━━ Records shown
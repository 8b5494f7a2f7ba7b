// Copyright © 2025 rustmailer.com
// Licensed under RustMailer License Agreement v1.0
// Unauthorized copying, modification, or distribution is prohibited.

use std::time::Duration;

use tracing::warn;

use crate::modules::error::code::ErrorCode;
use crate::modules::error::MailboxResult;
use crate::{raise_error, rustmailbox_version};

const WEBHOOK_TIMEOUT: Duration = Duration::from_secs(5);

/// Posts event payloads to the configured webhook.
#[derive(Clone)]
pub struct WebhookClient {
    client: reqwest::Client,
    url: String,
}

impl WebhookClient {
    pub fn new(url: impl Into<String>) -> MailboxResult<WebhookClient> {
        let client = reqwest::ClientBuilder::new()
            .user_agent(format!("RustMailbox/{}", rustmailbox_version!()))
            .timeout(WEBHOOK_TIMEOUT)
            .connect_timeout(WEBHOOK_TIMEOUT)
            .build()
            .map_err(|e| {
                raise_error!(
                    format!("Failed to build HTTP client: {:#?}", e),
                    ErrorCode::InternalError
                )
            })?;
        Ok(Self {
            client,
            url: url.into(),
        })
    }

    pub fn url(&self) -> &str {
        &self.url
    }

    /// The response body is ignored; a non-2xx status is logged, not returned.
    pub async fn post(&self, payload: &serde_json::Value) -> MailboxResult<()> {
        let response = self
            .client
            .post(&self.url)
            .json(payload)
            .send()
            .await
            .map_err(|e| {
                raise_error!(
                    format!("webhook request to {} failed: {:#?}", self.url, e),
                    ErrorCode::NotificationFailed
                )
            })?;
        let status = response.status();
        if !status.is_success() {
            warn!("Webhook {} answered with status {}", self.url, status);
        }
        Ok(())
    }
}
━━━━
*Work item*
The answer must be every line of the records that contains the word "status".

*Task output*
    /// The response body is ignored; a non-2xx status is logged, not returned.
        let status = response.status();
        if !status.is_success() {
            warn!("Webhook {} answered with status {}", self.url, status);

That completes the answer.